## What the task asks
Write exactly, with no line omitted or added, the span beginning at the line that holds "hide_env_values = true)]" and ending at the last line of the records.

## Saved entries
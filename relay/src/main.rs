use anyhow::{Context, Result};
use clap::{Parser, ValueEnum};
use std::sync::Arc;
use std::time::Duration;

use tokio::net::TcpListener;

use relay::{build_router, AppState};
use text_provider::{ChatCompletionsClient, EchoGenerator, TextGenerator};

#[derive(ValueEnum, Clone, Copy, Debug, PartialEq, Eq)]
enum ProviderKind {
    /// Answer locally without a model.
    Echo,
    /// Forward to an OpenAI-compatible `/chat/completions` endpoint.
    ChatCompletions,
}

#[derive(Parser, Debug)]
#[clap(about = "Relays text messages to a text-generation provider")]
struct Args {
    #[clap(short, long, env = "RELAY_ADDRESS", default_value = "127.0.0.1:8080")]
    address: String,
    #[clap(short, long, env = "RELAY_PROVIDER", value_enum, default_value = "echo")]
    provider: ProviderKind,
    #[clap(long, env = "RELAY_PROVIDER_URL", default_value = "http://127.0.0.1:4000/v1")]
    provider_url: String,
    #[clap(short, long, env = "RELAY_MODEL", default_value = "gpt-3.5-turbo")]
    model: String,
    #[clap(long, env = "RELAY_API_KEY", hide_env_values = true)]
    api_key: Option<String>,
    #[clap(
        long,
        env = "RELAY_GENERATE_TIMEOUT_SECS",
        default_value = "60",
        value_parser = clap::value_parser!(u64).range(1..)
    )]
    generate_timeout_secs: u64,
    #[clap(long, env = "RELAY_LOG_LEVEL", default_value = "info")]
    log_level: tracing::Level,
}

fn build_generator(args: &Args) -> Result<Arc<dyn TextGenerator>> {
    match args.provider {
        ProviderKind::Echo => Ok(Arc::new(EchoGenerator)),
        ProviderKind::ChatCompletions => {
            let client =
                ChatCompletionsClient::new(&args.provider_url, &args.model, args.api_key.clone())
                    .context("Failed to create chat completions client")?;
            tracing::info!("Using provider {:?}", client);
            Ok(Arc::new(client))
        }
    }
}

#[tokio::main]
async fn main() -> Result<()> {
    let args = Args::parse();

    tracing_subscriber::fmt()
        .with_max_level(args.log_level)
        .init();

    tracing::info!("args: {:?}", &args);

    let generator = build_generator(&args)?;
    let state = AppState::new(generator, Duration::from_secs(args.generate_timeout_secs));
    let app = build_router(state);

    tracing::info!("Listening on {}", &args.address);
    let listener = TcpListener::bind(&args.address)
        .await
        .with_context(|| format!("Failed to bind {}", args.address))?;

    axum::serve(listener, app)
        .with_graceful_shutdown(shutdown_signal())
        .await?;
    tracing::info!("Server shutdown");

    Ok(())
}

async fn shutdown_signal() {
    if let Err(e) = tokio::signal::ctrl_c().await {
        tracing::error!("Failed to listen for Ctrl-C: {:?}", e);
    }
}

## Result of the task
    #[clap(long, env = "RELAY_API_KEY", hide_env_values = true)]
    api_key: Option<String>,
    #[clap(
        long,
        env = "RELAY_GENERATE_TIMEOUT_SECS",
        default_value = "60",
        value_parser = clap::value_parser!(u64).range(1..)
    )]
    generate_timeout_secs: u64,
    #[clap(long, env = "RELAY_LOG_LEVEL", default_value = "info")]
    log_level: tracing::Level,
}

fn build_generator(args: &Args) -> Result<Arc<dyn TextGenerator>> {
    match args.provider {
        ProviderKind::Echo => Ok(Arc::new(EchoGenerator)),
        ProviderKind::ChatCompletions => {
            let client =
                ChatCompletionsClient::new(&args.provider_url, &args.model, args.api_key.clone())
                    .context("Failed to create chat completions client")?;
            tracing::info!("Using provider {:?}", client);
            Ok(Arc::new(client))
        }
    }
}

#[tokio::main]
async fn main() -> Result<()> {
    let args = Args::parse();

    tracing_subscriber::fmt()
        .with_max_level(args.log_level)
        .init();

    tracing::info!("args: {:?}", &args);

    let generator = build_generator(&args)?;
    let state = AppState::new(generator, Duration::from_secs(args.generate_timeout_secs));
    let app = build_router(state);

    tracing::info!("Listening on {}", &args.address);
    let listener = TcpListener::bind(&args.address)
        .await
        .with_context(|| format!("Failed to bind {}", args.address))?;

    axum::serve(listener, app)
        .with_graceful_shutdown(shutdown_signal())
        .await?;
    tracing::info!("Server shutdown");

    Ok(())
}

async fn shutdown_signal() {
    if let Err(e) = tokio::signal::ctrl_c().await {
        tracing::error!("Failed to listen for Ctrl-C: {:?}", e);
    }
}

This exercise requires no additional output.